There’s a small LED wand light that sat in an extra bedroom – I put it to good use over my desk. However, there’s an interesting challenge to this light: When I’m writing, the brightnesss of the six small bulbs cast shadows on the paper – creating an impossible situation. When the light shines directly on the focal point, I can’t see to write.
Fortunately, it’s an easy fix: I redirect the light source to the wall. Ambient illumination allows me to see without shadows. When I am reading, or working on my laptop, I twist the wand to aim the lights at the point of interest.
Erickson writes of light with a scriptural prompt:
The Word [Jesus] gave light to everything that was created, and his life brought light to everyone. (John 1: 4, NLT)

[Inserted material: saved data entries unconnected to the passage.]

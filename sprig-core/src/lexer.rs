use crate::token::{Token, TokenKind};

/// On-demand scanner over a source string.
///
/// `get_token` never fails: unknown characters become `illegal` tokens and
/// once the input is exhausted every call yields an `eof` token.
#[derive(Clone)]
pub struct Lexer<'a> {
    input: &'a str,
    iter: std::iter::Peekable<std::str::CharIndices<'a>>,
}

impl<'a> Lexer<'a> {
    pub fn new(input: &'a str) -> Self {
        let iter = input.char_indices().peekable();
        Self { input, iter }
    }

    fn is_letter(ch: char) -> bool {
        ch.is_ascii_alphabetic()
    }

    pub fn get_token(&mut self) -> Token {
        while self.iter.next_if(|(_, ch)| ch.is_whitespace()).is_some() {}

        let Some((start, ch)) = self.iter.next() else {
            return Token::new(TokenKind::Eof, "", self.input.len());
        };

        let token = match ch {
            '=' => self.with_lookahead(start, TokenKind::Assign, TokenKind::Equal),
            '!' => self.with_lookahead(start, TokenKind::Bang, TokenKind::NotEqual),
            c if Self::is_letter(c) => self.read_identifier(start),
            c if c.is_ascii_digit() => self.read_number(start),
            c => match TokenKind::from_single_char(c) {
                Some(kind) => Token::new(kind, self.slice(start), start),
                None => Token::new(TokenKind::Illegal, self.slice(start), start),
            },
        };
        tracing::trace!(kind = %token.kind, start = token.start, text = %token.text, "token");
        token
    }

    /// `=` and `!` become two-character tokens when followed by `=`.
    fn with_lookahead(&mut self, start: usize, single: TokenKind, double: TokenKind) -> Token {
        let kind = if self.iter.next_if(|(_, ch)| *ch == '=').is_some() {
            double
        } else {
            single
        };
        Token::new(kind, self.slice(start), start)
    }

    fn read_identifier(&mut self, start: usize) -> Token {
        while self.iter.next_if(|(_, ch)| Self::is_letter(*ch)).is_some() {}

        let ident = self.slice(start);
        Token::new(
            TokenKind::keyword(ident).unwrap_or(TokenKind::Identifier),
            ident,
            start,
        )
    }

    fn read_number(&mut self, start: usize) -> Token {
        while self.iter.next_if(|(_, ch)| ch.is_ascii_digit()).is_some() {}

        Token::new(TokenKind::Integer, self.slice(start), start)
    }

    fn slice(&mut self, start: usize) -> &'a str {
        let input = self.input;
        let end = self.next_idx();
        &input[start..end]
    }

    fn next_idx(&mut self) -> usize {
        self.iter
            .peek()
            .map(|(idx, _)| *idx)
            .unwrap_or(self.input.len())
    }
}

/// Yields every token up to, but excluding, `eof`.
impl<'a> Iterator for Lexer<'a> {
    type Item = Token;

    fn next(&mut self) -> Option<Token> {
        let token = self.get_token();
        if token.is(TokenKind::Eof) {
            None
        } else {
            Some(token)
        }
    }
}
use std::ops::ControlFlow;

use rustyline::error::ReadlineError;
use rustyline::DefaultEditor;

const PROMPT: &str = ">> ";

pub enum ReadOutput {
    ControlFlow(ControlFlow<()>),
    Line(String),
}

pub struct Reader {
    rl: DefaultEditor,
}

impl Reader {
    pub fn new() -> Result<Self, ReadlineError> {
        Ok(Self {
            rl: DefaultEditor::new()?,
        })
    }

    pub fn read(&mut self) -> ReadOutput {
        match self.rl.readline(PROMPT) {
            Err(ReadlineError::Interrupted) => {
                println!("CTRL-C");
                ReadOutput::ControlFlow(ControlFlow::Continue(()))
            }
            Err(ReadlineError::Eof) => {
                println!("CTRL-D");
                ReadOutput::ControlFlow(ControlFlow::Break(()))
            }
            Err(err) => {
                tracing::error!(%err, "could not read line");
                ReadOutput::ControlFlow(ControlFlow::Break(()))
            }
            Ok(line) if line.trim().is_empty() => {
                ReadOutput::ControlFlow(ControlFlow::Continue(()))
            }
            Ok(line) => {
                if let Err(err) = self.rl.add_history_entry(line.as_str()) {
                    tracing::warn!(%err, "could not record history");
                }
                ReadOutput::Line(line)
            }
        }
    }
}
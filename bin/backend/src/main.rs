//! chipnet table server.
//!
//! Tracks chips, bets, and the shared pot for one poker table and pushes
//! live state to every connected device. Binds BIND_ADDR (default
//! 0.0.0.0:3001).

#[tokio::main]
async fn main() {
    chipnet_core::log();
    chipnet_core::kys();
    chipnet_server::run().await.unwrap();
}
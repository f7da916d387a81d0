//! Authoritative chip accounting for a live poker table.
//!
//! This crate is the functional core of chipnet: it owns every player's
//! chip count, their commitment for the current betting round, and the
//! shared pot, and exposes the small set of state transitions the table
//! runs on. It performs no I/O and holds no locks; the server crate is
//! the imperative shell that serializes access and fans out snapshots.
//!
//! ## Architecture
//!
//! - [`Ledger`] — the table state and its transition operations
//! - [`Player`] — a single seat's balance, turn bet, and connection handle
//! - [`Snapshot`] — consistent point-in-time view for broadcast
//!
//! ## Protocol
//!
//! - [`ClientMessage`] — inbound actions from player and pot devices
//! - [`ServerMessage`] — outbound events (snapshots, join/claim results)
mod ledger;
mod message;
mod player;
mod protocol;
mod snapshot;

pub use ledger::*;
pub use message::*;
pub use player::*;
pub use protocol::*;
pub use snapshot::*;
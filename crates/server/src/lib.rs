//! Session router for the chipnet table.
//!
//! Accepts WebSocket connections from player and pot devices, maps their
//! actions onto the authoritative ledger, and fans the resulting snapshots
//! back out to every connected device.
//!
//! ## Submodules
//!
//! - [`Table`] — imperative shell owning the ledger and the live connections
//! - [`Connections`] — registry of per-device outbound channels
//! - [`handlers`] — HTTP surface (index, health, WebSocket upgrade)

pub mod handlers;

mod connections;
mod table;

pub use connections::*;
pub use table::*;

use actix_cors::Cors;
use actix_web::App;
use actix_web::HttpServer;
use actix_web::middleware::Logger;
use actix_web::web;

/// Bind address, from BIND_ADDR or the default tracker port.
fn bind_addr() -> String {
    std::env::var("BIND_ADDR").unwrap_or_else(|_| String::from("0.0.0.0:3001"))
}

#[rustfmt::skip]
pub async fn run() -> Result<(), std::io::Error> {
    let table = web::Data::new(Table::new());
    log::info!("starting table server");
    HttpServer::new(move || {
        App::new()
            .wrap(Logger::new("%r %s %Ts"))
            .wrap(
                Cors::default()
                    .allow_any_origin()
                    .allow_any_method()
                    .allow_any_header(),
            )
            .app_data(table.clone())
            .route("/",       web::get().to(handlers::index))
            .route("/health", web::get().to(handlers::health))
            .route("/table",  web::get().to(handlers::join))
    })
    .workers(2)
    .bind(bind_addr())?
    .run()
    .await
}
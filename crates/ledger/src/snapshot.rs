use super::*;
use chipnet_core::Chips;
use serde::Serialize;
use std::collections::BTreeMap;

/// Consistent point-in-time view of the whole table, as broadcast to every
/// connected device after each action. Sorted by player name so repeated
/// snapshots serialize identically.
#[derive(Clone, Debug, Serialize)]
pub struct Snapshot {
    pub players: BTreeMap<String, PlayerView>,
    pub pot: Chips,
}

/// One player's slice of a [`Snapshot`].
#[derive(Clone, Debug, Serialize)]
pub struct PlayerView {
    pub chips: Chips,
    pub turn_bet: Chips,
    pub connection: String,
}

impl From<&Player> for PlayerView {
    fn from(player: &Player) -> Self {
        Self {
            chips: player.chips(),
            turn_bet: player.turn_bet(),
            connection: player.connection().to_string(),
        }
    }
}
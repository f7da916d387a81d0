use super::*;
use chipnet_core::Chips;
use serde::Serialize;
use std::collections::BTreeMap;

/// Which side of the table a device joined as.
#[derive(Clone, Copy, Debug, Serialize)]
#[serde(rename_all = "snake_case")]
pub enum Role {
    Player,
    Pot,
}

/// Messages sent from server to client over WebSocket.
///
/// Every state-mutating action is followed by a `Status` broadcast, whether
/// it succeeded or not, so observers can detect no-ops. Claim attempts get
/// a distinct `ClaimResult` so clients can show transient feedback without
/// waiting to diff the next snapshot.
#[derive(Clone, Debug, Serialize)]
#[serde(tag = "type", rename_all = "snake_case")]
pub enum ServerMessage {
    /// Join confirmation, unicast to the joining device.
    Joined { status: bool, joined_as: Role },
    /// Full table state.
    Status {
        players: BTreeMap<String, PlayerView>,
        pot: Chips,
    },
    /// Outcome of a claim attempt. Amount present only on success.
    ClaimResult {
        status: bool,
        name: String,
        #[serde(skip_serializing_if = "Option::is_none")]
        amount: Option<Chips>,
    },
}

impl ServerMessage {
    pub fn joined(status: bool, joined_as: Role) -> Self {
        Self::Joined { status, joined_as }
    }
    pub fn status(snapshot: Snapshot) -> Self {
        Self::Status {
            players: snapshot.players,
            pot: snapshot.pot,
        }
    }
    pub fn claim_result(status: bool, name: &str, amount: Option<Chips>) -> Self {
        Self::ClaimResult {
            status,
            name: name.to_string(),
            amount,
        }
    }
    pub fn to_json(&self) -> String {
        serde_json::to_string(self).expect("serialize server message")
    }
}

In my earlier years, I envisioned this metaphor as a blazing fire – something big and glorious and undeniable, calling attention to itself, demanding acquiescence. But recently, I’ve come to recognize and affirm the way that light moves to illuminate things in a more subtle way. Erickson nails it for me, when he writes:
Who we are is deeper than where we find ourselves in this moment. And Jesus illuminates that deeper identity….Put simply, the function of light is to help us see more clearly. Jesus’ life helps us see our own lives more clearly.Scott Erickson, Honest Advent
I approach Advent this year with a different perspective on the subject of Jesus; I’ve spent a few months focusing on the Gospels (Matthew, Mark, Luke, and John in the Bible). As someone who is a Christian – a “little Christ”, following Jesus – I felt compelled to lean more into the life and times of Jesus himself. So I’ve read – and reread – the Gospels consistently, exclusively. And my understanding of this light that brings life to everyone continues to deepen and shift and change and grow and bubble up. Jesus said, “I came to give life with joy and abundance.” (John 10:10, The Voice), and I can testify that hanging out with HIS story brings more of that joy and abundance to the surface of my own life.
The writings of Richard Rohr have had a profound influence on my spiritual life in recent years. Erickson quotes him in this chapter:
“The physical world is the doorway to the spiritual world.”
Light shining in darkness, creating or illuminating shadows – that’s a fine metaphor for Something mysterious, sacred, and true illuminating my current reality.